The UK economy may never have suffered a “double dip” recession, researchers have said – just days after official figures showed it avoided an unprecedented “triple-dip”.
Latest data shows that after the initial recession of 2008-2009, Britain fell into a second trough at the end of 2011 that lasted for three quarters but was much less severe than the first dip.
But a report from the National Institute of Economic and Social Research (NIESR) pointed out that latest official revisions to the figures meant it was “increasingly unclear” whether this second recession ever took place at all.
They show that gross domestic product dropped by a marginal 0.1% in the last quarter of 2011, followed by the same figure for the start of 2012, though in the second quarter it was a fall of 0.4%.
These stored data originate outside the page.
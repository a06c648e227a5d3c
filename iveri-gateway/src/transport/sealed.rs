//! Sealed trait marker for gateway protocol implementations.
//!
//! Prevents implementations of `GatewayProtocol` outside this crate.

pub(crate) mod private {
    /// Sealed trait marker.
    pub trait Sealed {}
}
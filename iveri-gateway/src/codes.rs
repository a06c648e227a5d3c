//! Result code catalog.
//!
//! Maps gateway and adapter error codes to display messages and implements the
//! three-tier message resolution used for every failed transaction:
//!
//! 1. a message supplied by the gateway response, with `&apos;` decoded
//! 2. the catalog entry for the code
//! 3. the generic [`UNEXPECTED_ERROR`] message
//!
//! # Examples
//!
//! ```
//! use iveri_gateway::codes::{ResultCodeCatalog, UNEXPECTED_ERROR};
//!
//! assert_eq!(ResultCodeCatalog::resolve(Some("9"), Some("it&apos;s ok")), "it's ok");
//! assert_eq!(
//!     ResultCodeCatalog::resolve(Some("does-not-exist"), None),
//!     ResultCodeCatalog::message(UNEXPECTED_ERROR).unwrap_or_default(),
//! );
//! ```

use std::{collections::HashMap, sync::LazyLock};

/// Legacy transport could not reach the gateway.
pub const COMMUNICATION_ERROR: &str = "X000";

/// Generic fallback for unknown codes and legacy responses without `Result`.
pub const UNEXPECTED_ERROR: &str = "X001";

/// REST response was well formed but carried no `Transaction.Result`.
pub const UNEXPECTED_RESPONSE: &str = "X0002";

/// REST transport failed before a response could be read.
pub const CONNECTION_ERROR: &str = "N0001";

/// Entity the gateway uses for apostrophes inside error descriptions.
const APOSTROPHE_ENTITY: &str = "&apos;";

static CATALOG: LazyLock<HashMap<&'static str, &'static str>> = LazyLock::new(|| {
    HashMap::from([
        (
            COMMUNICATION_ERROR,
            "There was an error communicating with the payment gateway. Please try again in a minute.",
        ),
        (UNEXPECTED_ERROR, "An unexpected internal network error has occurred."),
        (
            UNEXPECTED_RESPONSE,
            "Response Error: Received an unexpected response from the Iveri API",
        ),
        (CONNECTION_ERROR, "Connection Error: The payment gateway could not be reached."),
    ])
});

/// Process-wide, immutable code to message table.
#[derive(Debug, Clone, Copy)]
pub struct ResultCodeCatalog;

impl ResultCodeCatalog {
    /// Returns the catalog message for `code`, if the code is known.
    #[must_use]
    pub fn message(code: &str) -> Option<&'static str> {
        CATALOG.get(code).copied()
    }

    /// Resolves the display message for a failed transaction.
    ///
    /// Never returns an empty string.
    #[must_use]
    pub fn resolve(code: Option<&str>, supplied: Option<&str>) -> String {
        if let Some(message) = supplied.map(decode_apostrophes)
            && !message.trim().is_empty()
        {
            return message;
        }

        code.and_then(Self::message)
            .or_else(|| Self::message(UNEXPECTED_ERROR))
            .unwrap_or("An unexpected internal network error has occurred.")
            .to_owned()
    }
}

/// Replaces every `&apos;` entity with a literal apostrophe.
#[must_use]
pub fn decode_apostrophes(message: &str) -> String {
    message.replace(APOSTROPHE_ENTITY, "'")
}

#[cfg(test)]
mod tests {
    use super::*;

    #[test]
    fn test_supplied_message_wins() {
        let message = ResultCodeCatalog::resolve(Some(COMMUNICATION_ERROR), Some("Card declined"));
        assert_eq!(message, "Card declined");
    }

    #[test]
    fn test_supplied_message_apostrophe_decoded() {
        let message = ResultCodeCatalog::resolve(Some("255"), Some("it&apos;s ok"));
        assert_eq!(message, "it's ok");
    }

    #[test]
    fn test_blank_supplied_message_falls_through_to_catalog() {
        let message = ResultCodeCatalog::resolve(Some(COMMUNICATION_ERROR), Some("  "));
        assert_eq!(
            message,
            "There was an error communicating with the payment gateway. Please try again in a minute."
        );
    }

    #[test]
    fn test_catalog_lookup_by_code() {
        let message = ResultCodeCatalog::resolve(Some(UNEXPECTED_RESPONSE), None);
        assert_eq!(message, "Response Error: Received an unexpected response from the Iveri API");
    }

    #[test]
    fn test_unknown_code_uses_generic_message() {
        let message = ResultCodeCatalog::resolve(Some("-1"), None);
        assert_eq!(message, "An unexpected internal network error has occurred.");
    }

    #[test]
    fn test_missing_code_uses_generic_message() {
        assert_eq!(
            ResultCodeCatalog::resolve(None, None),
            "An unexpected internal network error has occurred."
        );
    }

    #[test]
    fn test_resolution_is_stable() {
        let first = ResultCodeCatalog::resolve(Some(CONNECTION_ERROR), None);
        let second = ResultCodeCatalog::resolve(Some(CONNECTION_ERROR), None);
        assert_eq!(first, second);
    }

    #[test]
    fn test_every_catalog_entry_is_non_empty() {
        for code in [COMMUNICATION_ERROR, UNEXPECTED_ERROR, UNEXPECTED_RESPONSE, CONNECTION_ERROR] {
            let message = ResultCodeCatalog::message(code);
            assert!(message.is_some_and(|m| !m.is_empty()), "missing message for {code}");
        }
    }

    #[test]
    fn test_decode_apostrophes_multiple() {
        assert_eq!(decode_apostrophes("can&apos;t won&apos;t"), "can't won't");
        assert_eq!(decode_apostrophes("plain"), "plain");
    }
}
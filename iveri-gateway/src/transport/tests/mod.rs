
use super::{TransportFault, connection_failure};
use crate::transaction::TransactionKind;

#[test]
fn test_connection_failure_result() {
    let result = connection_failure(TransactionKind::Debit, &TransportFault::Status(502));

    assert!(!result.is_success());
    assert_eq!(result.kind(), TransactionKind::Debit);
    assert_eq!(result.error_code(), Some("N0001"));
    assert_eq!(
        result.error_message(),
        Some("Connection Error: gateway responded with HTTP status 502")
    );
}

#[test]
fn test_connection_failure_keeps_kind() {
    let fault = TransportFault::Malformed("invalid JSON: EOF".to_owned());
    let result = connection_failure(TransactionKind::ThreeDSecureLookup, &fault);
    assert_eq!(result.kind(), TransactionKind::ThreeDSecureLookup);
    assert_eq!(result.error_code(), Some("N0001"));
}
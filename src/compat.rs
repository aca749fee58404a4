//! Compatibility layer for Solana message types
//!
//! Legacy and V0 messages expose headers and account keys through different
//! fields. The signing boundary and the bundle assembler only need a handful
//! of facts about a message (who pays, who must sign, which blockhash it was
//! built against), so those lookups live here and work for both versions.

use solana_sdk::{
    hash::Hash,
    message::{MessageHeader, VersionedMessage},
    pubkey::Pubkey,
};

/// Get the message header from a `VersionedMessage`.
#[inline]
#[must_use]
pub fn get_message_header(message: &VersionedMessage) -> &MessageHeader {
    match message {
        VersionedMessage::Legacy(legacy_msg) => &legacy_msg.header,
        VersionedMessage::V0(v0_msg) => &v0_msg.header,
    }
}

/// Get the static account keys from a `VersionedMessage`.
///
/// For V0 messages this excludes addresses loaded from lookup tables, which
/// can never be signers.
#[inline]
#[must_use]
pub fn get_static_account_keys(message: &VersionedMessage) -> &[Pubkey] {
    match message {
        VersionedMessage::Legacy(legacy_msg) => &legacy_msg.account_keys,
        VersionedMessage::V0(v0_msg) => &v0_msg.account_keys,
    }
}

/// Get the accounts that must sign the message.
///
/// Required signers are always the first `num_required_signatures` static keys.
#[inline]
#[must_use]
pub fn get_required_signers(message: &VersionedMessage) -> &[Pubkey] {
    let header = get_message_header(message);
    let account_keys = get_static_account_keys(message);
    let num_signers = header.num_required_signatures as usize;

    &account_keys[..num_signers.min(account_keys.len())]
}

/// Fee payer of the message (first required signer).
#[inline]
#[must_use]
pub fn fee_payer(message: &VersionedMessage) -> Option<&Pubkey> {
    get_required_signers(message).first()
}

/// Position of `signer` in the signature vector, if it is a required signer.
#[inline]
#[must_use]
pub fn signer_index(message: &VersionedMessage, signer: &Pubkey) -> Option<usize> {
    get_required_signers(message)
        .iter()
        .position(|key| key == signer)
}

/// Blockhash the message was compiled against.
#[inline]
#[must_use]
pub fn recent_blockhash(message: &VersionedMessage) -> Hash {
    *message.recent_blockhash()
}
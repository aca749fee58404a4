//! Native and token transfer transactions

use solana_sdk::{
    hash::Hash,
    instruction::Instruction,
    message::{Message, VersionedMessage},
    pubkey::Pubkey,
};
#[allow(deprecated)]
use solana_sdk::system_instruction;
use spl_associated_token_account::{
    get_associated_token_address, instruction::create_associated_token_account_idempotent,
};

use super::errors::TransactionBuilderError;
use crate::types::{TransferAsset, UnsignedTransaction};

/// Instructions moving `amount` of `asset` from `from` to `to`
///
/// Token transfers create the recipient's associated token account if it
/// does not exist yet, paid by the sender.
pub fn transfer_instructions(
    from: &Pubkey,
    to: &Pubkey,
    amount: u64,
    asset: &TransferAsset,
) -> Result<Vec<Instruction>, TransactionBuilderError> {
    match asset {
        TransferAsset::Native => Ok(vec![system_instruction::transfer(from, to, amount)]),
        TransferAsset::Token { mint, decimals } => {
            let source = get_associated_token_address(from, mint);
            let destination = get_associated_token_address(to, mint);
            let create_destination =
                create_associated_token_account_idempotent(from, to, mint, &spl_token::id());
            let transfer = spl_token::instruction::transfer_checked(
                &spl_token::id(),
                &source,
                mint,
                &destination,
                from,
                &[],
                amount,
                *decimals,
            )
            .map_err(|e| TransactionBuilderError::instruction_failed("spl_token", e.to_string()))?;
            Ok(vec![create_destination, transfer])
        }
    }
}

/// Unsigned transfer transaction with `from` as fee payer
pub fn build_transfer(
    from: &Pubkey,
    to: &Pubkey,
    amount: u64,
    asset: &TransferAsset,
    blockhash: Hash,
) -> Result<UnsignedTransaction, TransactionBuilderError> {
    let instructions = transfer_instructions(from, to, amount, asset)?;
    let message = Message::new_with_blockhash(&instructions, Some(from), &blockhash);
    Ok(UnsignedTransaction::from_message(VersionedMessage::Legacy(message))?)
}

/// Token account holding `owner`'s balance of `mint`
pub fn token_account(owner: &Pubkey, mint: &Pubkey) -> Pubkey {
    get_associated_token_address(owner, mint)
}

#[cfg(test)]
mod tests {
    use super::*;
    use crate::compat;

    #[test]
    fn test_native_transfer_shape() {
        let from = Pubkey::new_unique();
        let to = Pubkey::new_unique();
        let blockhash = Hash::new_unique();
        let unsigned = build_transfer(&from, &to, 42, &TransferAsset::Native, blockhash).unwrap();

        let message = &unsigned.transaction().message;
        assert_eq!(compat::fee_payer(message), Some(&from));
        assert_eq!(unsigned.blockhash(), blockhash);
        assert_eq!(message.instructions().len(), 1);
        assert_eq!(unsigned.transaction().signatures.len(), 1);
    }

    #[test]
    fn test_token_transfer_creates_destination_first() {
        let from = Pubkey::new_unique();
        let to = Pubkey::new_unique();
        let mint = Pubkey::new_unique();
        let asset = TransferAsset::Token { mint, decimals: 6 };

        let instructions = transfer_instructions(&from, &to, 1_500_000, &asset).unwrap();
        assert_eq!(instructions.len(), 2);
        assert_eq!(instructions[0].program_id, spl_associated_token_account::id());
        assert_eq!(instructions[1].program_id, spl_token::id());
        assert_eq!(instructions[1].accounts[0].pubkey, token_account(&from, &mint));
        assert_eq!(instructions[1].accounts[2].pubkey, token_account(&to, &mint));
    }
}
//! txpipe command line
//!
//! Runs one transfer or one caller-built transaction (or bundle) through the
//! execution pipeline and prints the outcome as JSON. Failures print an
//! error body and exit with status 1.

use anyhow::{Context, Result};
use clap::{Args as ClapArgs, Parser, Subcommand};
use std::process::ExitCode;
use tracing::{error, info, warn};
use tracing_subscriber::{layer::SubscriberExt, util::SubscriberInitExt};

use txpipe::types::parse_address;
use txpipe::{
    endpoints, Config, PipelineError, TransactionExecutor, TransactionRequest, TransferAsset,
    TransferRequest, WalletRef,
};

/// Command line arguments
#[derive(Parser, Debug)]
#[command(author, version, about, long_about = None)]
struct Args {
    /// Path to configuration file
    #[arg(short, long, default_value = "config.toml")]
    config: String,

    /// Enable verbose logging
    #[arg(short, long)]
    verbose: bool,

    /// Emit logs as JSON lines
    #[arg(long)]
    json_logs: bool,

    /// Metrics port (overrides the config file)
    #[arg(long)]
    metrics_port: Option<u16>,

    #[command(subcommand)]
    command: Command,
}

#[derive(ClapArgs, Debug)]
struct WalletArgs {
    /// Wallet identifier at the custodial signer
    #[arg(long, env = "TXPIPE_WALLET_ID")]
    wallet_id: String,

    /// Wallet public address
    #[arg(long, env = "TXPIPE_WALLET_ADDRESS")]
    wallet_address: String,
}

#[derive(Subcommand, Debug)]
enum Command {
    /// Transfer SOL or an SPL token
    Transfer {
        #[command(flatten)]
        wallet: WalletArgs,

        /// Recipient address
        #[arg(long)]
        to: String,

        /// Amount in base units (lamports or raw token units)
        #[arg(long)]
        amount: u64,

        /// Token mint; omit for a native transfer
        #[arg(long, requires = "decimals")]
        mint: Option<String>,

        /// Token decimals
        #[arg(long, requires = "mint")]
        decimals: Option<u8>,

        /// Skip priority relays
        #[arg(long)]
        no_priority: bool,

        /// Return as soon as the transaction is accepted
        #[arg(long)]
        no_wait: bool,
    },
    /// Sign and broadcast base64-encoded unsigned transactions
    Execute {
        #[command(flatten)]
        wallet: WalletArgs,

        /// Unsigned transaction (repeat for a bundle)
        #[arg(long = "tx", required = true)]
        transactions: Vec<String>,

        /// Submit the transactions as one atomic bundle
        #[arg(long)]
        bundle: bool,

        /// Skip priority relays
        #[arg(long)]
        no_priority: bool,

        /// Wait for confirmation
        #[arg(long)]
        wait: bool,

        /// Bundle tip in lamports, replacing the live estimate
        #[arg(long)]
        tip_lamports: Option<u64>,
    },
}

#[tokio::main]
async fn main() -> ExitCode {
    let args = Args::parse();

    if let Err(e) = init_logging(args.verbose, args.json_logs) {
        eprintln!("failed to initialize logging: {:#}", e);
        return ExitCode::FAILURE;
    }

    match run(args).await {
        Ok(true) => ExitCode::SUCCESS,
        Ok(false) => ExitCode::FAILURE,
        Err(e) => {
            error!("{:#}", e);
            ExitCode::FAILURE
        }
    }
}

/// Returns whether the pipeline succeeded
async fn run(args: Args) -> Result<bool> {
    info!("Version: {}", env!("CARGO_PKG_VERSION"));
    let config = load_config(&args.config)?;

    if config.monitoring.enable_metrics {
        let port = args.metrics_port.unwrap_or(config.monitoring.metrics_port);
        tokio::spawn(async move {
            if let Err(e) = endpoints::endpoint_server(port).await {
                error!("Metrics server error: {}", e);
            }
        });
    }

    let executor = TransactionExecutor::from_config(&config).context("Failed to build pipeline")?;
    let priority_default = config.execution.default_priority_path;

    let result = match args.command {
        Command::Transfer {
            wallet,
            to,
            amount,
            mint,
            decimals,
            no_priority,
            no_wait,
        } => {
            let wallet = wallet_ref(&wallet)?;
            let asset = match (mint, decimals) {
                (Some(mint), Some(decimals)) => TransferAsset::Token {
                    mint: parse_address(&mint).map_err(anyhow::Error::msg)?,
                    decimals,
                },
                _ => TransferAsset::Native,
            };
            match TransferRequest::new(wallet, &to, amount, asset) {
                Ok(request) => {
                    executor
                        .transfer(
                            request
                                .with_priority_path(priority_default && !no_priority)
                                .with_confirmation(!no_wait),
                        )
                        .await
                }
                Err(reason) => Err(PipelineError::Validation(reason)),
            }
        }
        Command::Execute {
            wallet,
            transactions,
            bundle,
            no_priority,
            wait,
            tip_lamports,
        } => {
            let wallet = wallet_ref(&wallet)?;
            let request = if bundle {
                TransactionRequest::bundle(wallet, &transactions)
            } else if transactions.len() == 1 {
                TransactionRequest::single(wallet, &transactions[0])
            } else {
                Err("several transactions require --bundle".to_string())
            };
            match request {
                Ok(mut request) => {
                    request = request
                        .with_priority_path(priority_default && !no_priority)
                        .with_confirmation(wait);
                    if let Some(tip) = tip_lamports {
                        request = request.with_tip_hint(tip);
                    }
                    executor.execute(request).await
                }
                Err(reason) => Err(PipelineError::Validation(reason)),
            }
        }
    };

    match result {
        Ok(outcome) => {
            println!("{}", serde_json::to_string_pretty(&outcome)?);
            Ok(true)
        }
        Err(e) => {
            println!("{}", serde_json::to_string_pretty(&e.to_response())?);
            Ok(false)
        }
    }
}

fn wallet_ref(args: &WalletArgs) -> Result<WalletRef> {
    WalletRef::new(&args.wallet_id, &args.wallet_address).map_err(anyhow::Error::msg)
}

/// Initialize logging subsystem
fn init_logging(verbose: bool, json: bool) -> Result<()> {
    let env_filter = if verbose {
        "txpipe=debug,info"
    } else {
        "txpipe=info,warn"
    };
    let filter = tracing_subscriber::EnvFilter::try_from_default_env()
        .unwrap_or_else(|_| env_filter.into());

    // Logs go to stderr so stdout carries only the JSON result
    let registry = tracing_subscriber::registry().with(filter);
    if json {
        registry
            .with(
                tracing_subscriber::fmt::layer()
                    .json()
                    .with_writer(std::io::stderr),
            )
            .try_init()?;
    } else {
        registry
            .with(
                tracing_subscriber::fmt::layer()
                    .with_target(true)
                    .with_writer(std::io::stderr),
            )
            .try_init()?;
    }

    Ok(())
}

/// Load configuration from file with fallback to defaults
fn load_config(path: &str) -> Result<Config> {
    if std::path::Path::new(path).exists() {
        Config::from_file_with_env(path)
            .with_context(|| format!("Failed to load config from {}", path))
    } else {
        warn!("Config file '{}' not found, using defaults", path);
        Config::from_env()
    }
}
Last week’s announcement that the first quarter of 2013 had seen 0.3% growth - after a decline in the previous three months – prompted positive headlines because it meant the UK economy had avoided a “triple-dip” not seen since the Office for National Statistics began its records in 1955.
But Simon Kirby, an economist at the NIESR, noted: “Revisions to data meant that the very notion of a ’double-dip’ rests on the most modest of declines in output.”
However he suggested that worrying about “double-dip” or “triple dip” distracted from real concerns about the economy.
“Obsessing about a couple of quarters where output experiences a minute fall distracts us from the clear trend: that of a stagnating economy.”
The NIESR forecast growth at a sluggish 0.9% for 2013 as a whole, followed by 1.5% in 2014, with unemployment remaining flat at 8%.
It comes as figures from manufacturing yesterday offered a “glimmer of hope” that the downturn in the sector could be about to come to an end.